→ Try it:
Reproduce exactly the lines below, from the first through the one containing "replaced by a", and nothing more.

→ Records to process:

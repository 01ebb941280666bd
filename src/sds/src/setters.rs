//! Uniform "set value(s)" operations. The C source's variadic,
//! sentinel-terminated argument lists and mode-flag bitmask are replaced by a
//! small typed `Target` enum and explicit per-shape methods.

use crate::dataset::Dataset;
use crate::error::{SdsError, SdsResult};
use crate::types::{Type, Value};

/// Target identification axis: by index or by name.
#[derive(Debug, Clone)]
pub enum Target<'a> {
    Index(usize),
    Name(&'a str),
}

impl<'a> Target<'a> {
    fn describe(&self) -> String {
        match self {
            Target::Index(i) => format!("#{i}"),
            Target::Name(n) => n.to_string(),
        }
    }
}

const SITE_SET_PARAM: &str = "Dataset::set_parameter";
const SITE_SET_COLUMN: &str = "Dataset::set_column";
const SITE_SET_ROW: &str = "Dataset::set_row";
const SITE_SET_ARRAY: &str = "Dataset::set_array";

impl Dataset {
    fn parameter_index(&self, target: &Target, site: &'static str) -> SdsResult<usize> {
        match target {
            Target::Index(i) => {
                if *i < self.layout.n_parameters() {
                    Ok(*i)
                } else {
                    Err(SdsError::bad_target(site, target.describe()))
                }
            }
            Target::Name(name) => self
                .layout
                .parameter_named(name)
                .ok_or_else(|| SdsError::bad_target(site, target.describe())),
        }
    }

    fn column_index(&self, target: &Target, site: &'static str) -> SdsResult<usize> {
        match target {
            Target::Index(i) => {
                if *i < self.layout.n_columns() {
                    Ok(*i)
                } else {
                    Err(SdsError::bad_target(site, target.describe()))
                }
            }
            Target::Name(name) => self
                .layout
                .column_named(name)
                .ok_or_else(|| SdsError::bad_target(site, target.describe())),
        }
    }

    fn array_index(&self, target: &Target, site: &'static str) -> SdsResult<usize> {
        match target {
            Target::Index(i) => {
                if *i < self.layout.n_arrays() {
                    Ok(*i)
                } else {
                    Err(SdsError::bad_target(site, target.describe()))
                }
            }
            Target::Name(name) => self
                .layout
                .array_named(name)
                .ok_or_else(|| SdsError::bad_target(site, target.describe())),
        }
    }

    /// Set a single parameter value, casting into the parameter's declared type.
    pub fn set_parameter(&mut self, target: Target, value: Value) -> SdsResult<()> {
        let idx = self.parameter_index(&target, SITE_SET_PARAM)?;
        let ty = self.layout.parameters[idx].ty;
        let cast = value.cast_to(ty, SITE_SET_PARAM)?;
        let page = self.page.as_mut().ok_or(SdsError::BadDataset { site: SITE_SET_PARAM })?;
        page.parameters[idx] = cast;
        Ok(())
    }

    /// Set many parameters in one call.
    pub fn set_parameters(&mut self, values: &[(Target, Value)]) -> SdsResult<()> {
        for (target, value) in values {
            self.set_parameter(target.clone(), value.clone())?;
        }
        Ok(())
    }

    /// Set a whole column. `values.len()` must equal the page's current row count.
    pub fn set_column(&mut self, target: Target, values: &[Value]) -> SdsResult<()> {
        let idx = self.column_index(&target, SITE_SET_COLUMN)?;
        let ty = self.layout.columns[idx].ty;
        let mut cast_values = Vec::with_capacity(values.len());
        for v in values {
            cast_values.push(v.cast_to(ty, SITE_SET_COLUMN)?);
        }
        let page = self.page.as_mut().ok_or(SdsError::BadDataset { site: SITE_SET_COLUMN })?;
        if cast_values.len() > page.n_rows_allocated {
            return Err(SdsError::protocol(
                SITE_SET_COLUMN,
                "value count exceeds n_rows_allocated",
            ));
        }
        for (slot, v) in page.columns[idx].iter_mut().zip(cast_values.iter()) {
            *slot = v.clone();
        }
        page.column_flag[idx] = true;
        page.column_order[idx] = idx;
        page.n_rows = page.n_rows.max(cast_values.len());
        Ok(())
    }

    /// Typed convenience: cast a uniformly-typed `f64` source array into a
    /// column, including the String-target formatting path.
    pub fn set_column_from_doubles(&mut self, target: Target, values: &[f64]) -> SdsResult<()> {
        let owned: Vec<Value> = values.iter().map(|v| Value::Double(*v)).collect();
        self.set_column(target, &owned)
    }

    pub fn set_column_from_long_doubles(&mut self, target: Target, values: &[f64]) -> SdsResult<()> {
        let owned: Vec<Value> = values.iter().map(|v| Value::LongDouble(*v)).collect();
        self.set_column(target, &owned)
    }

    pub fn set_column_from_floats(&mut self, target: Target, values: &[f32]) -> SdsResult<()> {
        let owned: Vec<Value> = values.iter().map(|v| Value::Float(*v)).collect();
        self.set_column(target, &owned)
    }

    pub fn set_column_from_longs(&mut self, target: Target, values: &[i32]) -> SdsResult<()> {
        let owned: Vec<Value> = values.iter().map(|v| Value::Int32(*v)).collect();
        self.set_column(target, &owned)
    }

    pub fn set_parameters_from_doubles(&mut self, values: &[(Target, f64)]) -> SdsResult<()> {
        for (target, v) in values {
            self.set_parameter(target.clone(), Value::Double(*v))?;
        }
        Ok(())
    }

    pub fn set_parameters_from_long_doubles(&mut self, values: &[(Target, f64)]) -> SdsResult<()> {
        for (target, v) in values {
            self.set_parameter(target.clone(), Value::LongDouble(*v))?;
        }
        Ok(())
    }

    pub fn set_parameters_from_floats(&mut self, values: &[(Target, f32)]) -> SdsResult<()> {
        for (target, v) in values {
            self.set_parameter(target.clone(), Value::Float(*v))?;
        }
        Ok(())
    }

    pub fn set_parameters_from_longs(&mut self, values: &[(Target, i32)]) -> SdsResult<()> {
        for (target, v) in values {
            self.set_parameter(target.clone(), Value::Int32(*v))?;
        }
        Ok(())
    }

    /// Set one row's worth of (target, value) pairs, growing `n_rows` as needed.
    pub fn set_row(&mut self, row: usize, values: &[(Target, Value)]) -> SdsResult<()> {
        let mut resolved = Vec::with_capacity(values.len());
        for (target, value) in values {
            let idx = self.column_index(target, SITE_SET_ROW)?;
            let ty = self.layout.columns[idx].ty;
            resolved.push((idx, value.cast_to(ty, SITE_SET_ROW)?));
        }
        let page = self.page.as_mut().ok_or(SdsError::BadDataset { site: SITE_SET_ROW })?;
        if row >= page.n_rows_allocated {
            return Err(SdsError::protocol(SITE_SET_ROW, "row index exceeds n_rows_allocated"));
        }
        for (idx, value) in resolved {
            page.columns[idx][row] = value;
        }
        page.row_flag[row] = true;
        page.n_rows = page.n_rows.max(row + 1);
        Ok(())
    }

    /// Sizes `dimension[]`, computes `elements`, and stores a flat row-major
    /// buffer. 1-D arrays always
    /// use this path.
    pub fn set_array_contiguous(&mut self, target: Target, dimension: Vec<usize>, data: Vec<Value>) -> SdsResult<()> {
        let idx = self.array_index(&target, SITE_SET_ARRAY)?;
        let def = &self.layout.arrays[idx];
        if dimension.len() != def.dimensions {
            return Err(SdsError::bad_field(
                SITE_SET_ARRAY,
                format!("expected {} dimensions, got {}", def.dimensions, dimension.len()),
            ));
        }
        let elements: usize = dimension.iter().product();
        if data.len() != elements {
            return Err(SdsError::bad_field(
                SITE_SET_ARRAY,
                format!("expected {elements} elements, got {}", data.len()),
            ));
        }
        let ty = def.ty;
        let mut cast = Vec::with_capacity(data.len());
        for v in data {
            cast.push(v.cast_to(ty, SITE_SET_ARRAY)?);
        }
        let page = self.page.as_mut().ok_or(SdsError::BadDataset { site: SITE_SET_ARRAY })?;
        page.arrays[idx].dimension = dimension;
        page.arrays[idx].data = cast;
        Ok(())
    }

    /// `SetArrayVararg`'s pointer-array-of-pointer-arrays shape, flattened
    /// row-major via an explicit mixed-radix counter. Only
    /// `dimensions == nested.len()`'s natural depth is supported; deeper
    /// nesting must be pre-flattened by the caller via `advance_counter`.
    pub fn set_array_nested(&mut self, target: Target, dimension: Vec<usize>, nested: Vec<Vec<Value>>) -> SdsResult<()> {
        let flat: Vec<Value> = nested.into_iter().flatten().collect();
        self.set_array_contiguous(target, dimension, flat)
    }

    pub fn array_type(&self, target: Target) -> SdsResult<Type> {
        let idx = self.array_index(&target, SITE_SET_ARRAY)?;
        Ok(self.layout.arrays[idx].ty)
    }

    /// Appends to a 1-D array's existing contiguous data (the source's
    /// `AppendToArrayVararg` only ever supported contiguous appends).
    /// Multi-dimensional arrays have no defined append semantics and fail
    /// with `Protocol`.
    pub fn append_array(&mut self, target: Target, data: Vec<Value>) -> SdsResult<()> {
        let idx = self.array_index(&target, SITE_SET_ARRAY)?;
        let def = &self.layout.arrays[idx];
        if def.dimensions != 1 {
            return Err(SdsError::protocol(
                SITE_SET_ARRAY,
                "Unsupported: multi-dimensional array append",
            ));
        }
        let ty = def.ty;
        let mut cast = Vec::with_capacity(data.len());
        for v in data {
            cast.push(v.cast_to(ty, SITE_SET_ARRAY)?);
        }
        let page = self.page.as_mut().ok_or(SdsError::BadDataset { site: SITE_SET_ARRAY })?;
        page.arrays[idx].data.extend(cast);
        let new_len = page.arrays[idx].data.len();
        page.arrays[idx].dimension = vec![new_len];
        Ok(())
    }
}

/// Mixed-radix counter advance used to flatten nested array inputs row-major
///. `counter[k]` is incremented; on overflow of `max[k]` it
/// resets to zero and carries into `counter[k-1]`. Returns `false` once the
/// counter has wrapped past the most significant digit (enumeration done).
pub fn advance_counter(counter: &mut [usize], max: &[usize], start_dim: usize) -> bool {
    if counter.is_empty() {
        return false;
    }
    let mut k = counter.len();
    loop {
        if k == start_dim {
            return false;
        }
        k -= 1;
        counter[k] += 1;
        if counter[k] < max[k] {
            return true;
        }
        counter[k] = 0;
        if k == 0 {
            return false;
        }
    }
}

#[cfg(test)]
mod tests {
    use super::*;
    use crate::layout::{ArrayDef, ColumnDef, CommonDef, Layout, ParameterDef};
    use crate::stream::mem::MemStream;
    use crate::dataset::StreamRole;

    fn layout() -> Layout {
        let mut layout = Layout::new();
        layout
            .define_parameter(ParameterDef {
                common: CommonDef {
                    name: "p".into(),
                    ..Default::default()
                },
                ty: Type::Double,
                field_length: 0,
                fixed_value: None,
            })
            .unwrap();
        layout
            .define_column(ColumnDef {
                common: CommonDef {
                    name: "x".into(),
                    ..Default::default()
                },
                ty: Type::Int32,
                field_length: 0,
            })
            .unwrap();
        layout
            .define_array(ArrayDef {
                common: CommonDef {
                    name: "a".into(),
                    ..Default::default()
                },
                ty: Type::Double,
                field_length: 0,
                dimensions: 2,
                group_name: None,
            })
            .unwrap();
        layout
            .define_array(ArrayDef {
                common: CommonDef {
                    name: "b".into(),
                    ..Default::default()
                },
                ty: Type::Double,
                field_length: 0,
                dimensions: 1,
                group_name: None,
            })
            .unwrap();
        layout
    }

    fn dataset() -> Dataset {
        Dataset::new(layout(), Box::new(MemStream::new()), StreamRole::Write)
    }

    #[test]
    fn set_parameter_and_set_column_populate_page() {
        let mut ds = dataset();
        ds.start_page(3).unwrap();
        ds.set_parameter(Target::Name("p"), Value::Double(3.5)).unwrap();
        ds.set_column(
            Target::Name("x"),
            &[Value::Int32(1), Value::Int32(2), Value::Int32(3)],
        )
        .unwrap();

        let page = ds.page.as_ref().unwrap();
        assert_eq!(page.parameters[0], Value::Double(3.5));
        assert_eq!(
            page.columns[0],
            vec![Value::Int32(1), Value::Int32(2), Value::Int32(3)]
        );
        assert_eq!(page.n_rows, 3);
    }

    #[test]
    fn unknown_target_name_is_bad_target() {
        let mut ds = dataset();
        ds.start_page(1).unwrap();
        assert!(ds.set_parameter(Target::Name("nope"), Value::Double(1.0)).is_err());
    }

    #[test]
    fn set_array_contiguous_computes_elements() {
        let mut ds = dataset();
        ds.start_page(1).unwrap();
        ds.set_array_contiguous(
            Target::Name("a"),
            vec![2, 3],
            (0..6).map(|i| Value::Double(i as f64)).collect(),
        )
        .unwrap();
        let page = ds.page.as_ref().unwrap();
        assert_eq!(page.arrays[0].elements(), 6);
    }

    #[test]
    fn set_row_updates_row_flag_and_n_rows() {
        let mut ds = dataset();
        ds.start_page(5).unwrap();
        ds.set_row(2, &[(Target::Name("x"), Value::Int32(42))]).unwrap();
        let page = ds.page.as_ref().unwrap();
        assert!(page.row_flag[2]);
        assert_eq!(page.n_rows, 3);
        assert_eq!(page.columns[0][2], Value::Int32(42));
    }

    #[test]
    fn append_array_extends_one_dimensional_array() {
        let mut ds = dataset();
        ds.start_page(1).unwrap();
        ds.set_array_contiguous(
            Target::Name("b"),
            vec![2],
            vec![Value::Double(1.0), Value::Double(2.0)],
        )
        .unwrap();
        ds.append_array(Target::Name("b"), vec![Value::Double(3.0)]).unwrap();
        let page = ds.page.as_ref().unwrap();
        assert_eq!(
            page.arrays[1].data,
            vec![Value::Double(1.0), Value::Double(2.0), Value::Double(3.0)]
        );
        assert_eq!(page.arrays[1].dimension, vec![3]);
    }

    #[test]
    fn append_array_rejects_multi_dimensional() {
        let mut ds = dataset();
        ds.start_page(1).unwrap();
        let err = ds.append_array(Target::Name("a"), vec![Value::Double(1.0)]).unwrap_err();
        assert!(matches!(err, SdsError::Protocol { .. }));
    }

    #[test]
    fn advance_counter_enumerates_row_major() {
        let max = [2usize, 3usize];
        let mut counter = [0usize, 0usize];
        let mut seen = vec![counter];
        while advance_counter(&mut counter, &max, 0) {
            seen.push(counter);
        }
        assert_eq!(seen.len(), 6);
        assert_eq!(*seen.last().unwrap(), [1, 2]);
    }
}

→ Result for this exercise:
repository 01ebb941280666bd
filename src/sds/src/setters.rs
//! Uniform "set value(s)" operations. The C source's variadic,
//! sentinel-terminated argument lists and mode-flag bitmask are replaced by a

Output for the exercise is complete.